Weiterentwicklung zum Green Hospital

Eine selbstverständliche Notwendigkeit: „Das Krankenhaus von morgen muss grün sein“, kommentiert Prof. Jochen A. Werner, Ärztlicher Direktor und Vorstandsvorsitzender der Universitätsmedizin Essen.

Die Zeit wird knapp: Als der Weltklimarat im April 2022 den 3. Teil seines 6. Sachstandsberichtes vorlegte, war die Kernaussage dieselbe wie beim ersten Bericht vor 32 Jahren: Die Weltgemeinschaft muss den Ausstoß von Treibhausgasen reduzieren, wenn die Lebensgrundlagen auf unserem Planeten erhalten bleiben sollen. Der entscheidende Unterschied: Das Zeitfenster wird immer kleiner, die erforderlichen Anstrengungen immer gewaltiger, die finanziellen Belastungen immer größer.

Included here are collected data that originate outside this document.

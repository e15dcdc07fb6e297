use std::collections::HashMap;
use std::path::PathBuf;
use std::sync::Arc;

use async_trait::async_trait;
use serde_json::{Map, Value};
use tokio::fs;
use tokio::io::AsyncWriteExt;
use tokio::sync::{Mutex, RwLock};

use crate::error::{Result, SquallError};
use crate::message::Message;

/// Persistence contract for per-thread transcripts and context. A thread
/// comes into existence on first use; reading an unknown thread yields the
/// empty transcript, not an error. Implementations must allow concurrent
/// access across distinct threads while keeping mutations on one thread
/// mutually exclusive, so appends never interleave or reorder.
#[async_trait]
pub trait ThreadStore: Send + Sync {
    async fn append(&self, thread_id: &str, message: Message) -> Result<()>;

    /// Append several messages as one unit: either all land, in order, or
    /// none do.
    async fn append_all(&self, thread_id: &str, messages: Vec<Message>) -> Result<()>;

    /// The full ordered transcript as of this call.
    async fn snapshot(&self, thread_id: &str) -> Result<Vec<Message>>;

    async fn context(&self, thread_id: &str) -> Result<Map<String, Value>>;

    /// Shallow merge: keys in `partial` overwrite, unrelated keys are
    /// retained.
    async fn merge_context(&self, thread_id: &str, partial: Map<String, Value>) -> Result<()>;
}

#[derive(Default)]
struct ThreadState {
    messages: Vec<Message>,
    context: Map<String, Value>,
}

/// In-memory store for tests and single-process deployments.
#[derive(Default)]
pub struct MemoryThreadStore {
    threads: RwLock<HashMap<String, Arc<Mutex<ThreadState>>>>,
}

impl MemoryThreadStore {
    pub fn new() -> Self {
        Self::default()
    }

    async fn entry(&self, thread_id: &str) -> Arc<Mutex<ThreadState>> {
        if let Some(entry) = self.threads.read().await.get(thread_id) {
            return entry.clone();
        }
        let mut threads = self.threads.write().await;
        threads.entry(thread_id.to_string()).or_default().clone()
    }

    async fn peek(&self, thread_id: &str) -> Option<Arc<Mutex<ThreadState>>> {
        self.threads.read().await.get(thread_id).cloned()
    }
}

#[async_trait]
impl ThreadStore for MemoryThreadStore {
    async fn append(&self, thread_id: &str, message: Message) -> Result<()> {
        let entry = self.entry(thread_id).await;
        let mut state = entry.lock().await;
        state.messages.push(message);
        Ok(())
    }

    async fn append_all(&self, thread_id: &str, messages: Vec<Message>) -> Result<()> {
        let entry = self.entry(thread_id).await;
        let mut state = entry.lock().await;
        state.messages.extend(messages);
        Ok(())
    }

    async fn snapshot(&self, thread_id: &str) -> Result<Vec<Message>> {
        match self.peek(thread_id).await {
            Some(entry) => Ok(entry.lock().await.messages.clone()),
            None => Ok(Vec::new()),
        }
    }

    async fn context(&self, thread_id: &str) -> Result<Map<String, Value>> {
        match self.peek(thread_id).await {
            Some(entry) => Ok(entry.lock().await.context.clone()),
            None => Ok(Map::new()),
        }
    }

    async fn merge_context(&self, thread_id: &str, partial: Map<String, Value>) -> Result<()> {
        let entry = self.entry(thread_id).await;
        let mut state = entry.lock().await;
        for (key, value) in partial {
            state.context.insert(key, value);
        }
        Ok(())
    }
}

/// Durable JSONL store: one `<id>.jsonl` transcript and one `<id>.ctx.json`
/// context document per thread under `root`.
pub struct FileThreadStore {
    root: PathBuf,
    locks: RwLock<HashMap<String, Arc<Mutex<()>>>>,
}

impl FileThreadStore {
    pub fn new(root: impl Into<PathBuf>) -> Self {
        Self {
            root: root.into(),
            locks: RwLock::new(HashMap::new()),
        }
    }

    async fn lock_for(&self, thread_id: &str) -> Arc<Mutex<()>> {
        if let Some(lock) = self.locks.read().await.get(thread_id) {
            return lock.clone();
        }
        let mut locks = self.locks.write().await;
        locks.entry(thread_id.to_string()).or_default().clone()
    }

    fn transcript_path(&self, thread_id: &str) -> PathBuf {
        self.root.join(format!("{}.jsonl", sanitize(thread_id)))
    }

    fn context_path(&self, thread_id: &str) -> PathBuf {
        self.root.join(format!("{}.ctx.json", sanitize(thread_id)))
    }

    async fn write_lines(&self, thread_id: &str, messages: &[Message]) -> Result<()> {
        fs::create_dir_all(&self.root).await.map_err(|err| {
            SquallError::Storage(format!("failed to create `{}`: {err}", self.root.display()))
        })?;

        let mut buffer = String::new();
        for message in messages {
            buffer.push_str(&serde_json::to_string(message)?);
            buffer.push('\n');
        }

        let path = self.transcript_path(thread_id);
        let mut file = fs::OpenOptions::new()
            .create(true)
            .append(true)
            .open(&path)
            .await
            .map_err(|err| SquallError::Storage(format!("failed to open `{}`: {err}", path.display())))?;
        file.write_all(buffer.as_bytes())
            .await
            .map_err(|err| SquallError::Storage(format!("failed to persist messages: {err}")))
    }
}

fn sanitize(thread_id: &str) -> String {
    thread_id
        .chars()
        .map(|c| {
            if c.is_ascii_alphanumeric() || matches!(c, '-' | '_' | '.') {
                c
            } else {
                '_'
            }
        })
        .collect()
}

#[async_trait]
impl ThreadStore for FileThreadStore {
    async fn append(&self, thread_id: &str, message: Message) -> Result<()> {
        let lock = self.lock_for(thread_id).await;
        let _guard = lock.lock().await;
        self.write_lines(thread_id, std::slice::from_ref(&message)).await
    }

    async fn append_all(&self, thread_id: &str, messages: Vec<Message>) -> Result<()> {
        let lock = self.lock_for(thread_id).await;
        let _guard = lock.lock().await;
        self.write_lines(thread_id, &messages).await
    }

    async fn snapshot(&self, thread_id: &str) -> Result<Vec<Message>> {
        let lock = self.lock_for(thread_id).await;
        let _guard = lock.lock().await;

        let path = self.transcript_path(thread_id);
        let content = match fs::read_to_string(&path).await {
            Ok(content) => content,
            Err(err) if err.kind() == std::io::ErrorKind::NotFound => return Ok(Vec::new()),
            Err(err) => {
                return Err(SquallError::Storage(format!(
                    "failed to read transcript `{}`: {err}",
                    path.display()
                )))
            }
        };

        let mut messages = Vec::new();
        for line in content.lines() {
            messages.push(serde_json::from_str(line)?);
        }
        Ok(messages)
    }

    async fn context(&self, thread_id: &str) -> Result<Map<String, Value>> {
        let lock = self.lock_for(thread_id).await;
        let _guard = lock.lock().await;

        let path = self.context_path(thread_id);
        match fs::read_to_string(&path).await {
            Ok(content) => Ok(serde_json::from_str(&content)?),
            Err(err) if err.kind() == std::io::ErrorKind::NotFound => Ok(Map::new()),
            Err(err) => Err(SquallError::Storage(format!(
                "failed to read context `{}`: {err}",
                path.display()
            ))),
        }
    }

    async fn merge_context(&self, thread_id: &str, partial: Map<String, Value>) -> Result<()> {
        let lock = self.lock_for(thread_id).await;
        let _guard = lock.lock().await;

        let path = self.context_path(thread_id);
        let mut current: Map<String, Value> = match fs::read_to_string(&path).await {
            Ok(content) => serde_json::from_str(&content)?,
            Err(err) if err.kind() == std::io::ErrorKind::NotFound => Map::new(),
            Err(err) => {
                return Err(SquallError::Storage(format!(
                    "failed to read context `{}`: {err}",
                    path.display()
                )))
            }
        };

        for (key, value) in partial {
            current.insert(key, value);
        }

        fs::create_dir_all(&self.root).await.map_err(|err| {
            SquallError::Storage(format!("failed to create `{}`: {err}", self.root.display()))
        })?;
        fs::write(&path, serde_json::to_vec(&current)?)
            .await
            .map_err(|err| SquallError::Storage(format!("failed to persist context: {err}")))
    }
}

Spätestens ab 2025 müssen die Emissionen sinken, um das Ziel des Pariser Abkommens einzuhalten, die Erderwärmung auf maximal 1,5 Grad zu beschränken. Angesichts der Tatsache, dass der globale Ausstoß an Treibhausgasen selbst in Zeiten von Wirtschaftskrisen bislang stetig gestiegen ist, droht die Gefahr, dass sich ein verhängnisvoller Fatalismus breitmacht.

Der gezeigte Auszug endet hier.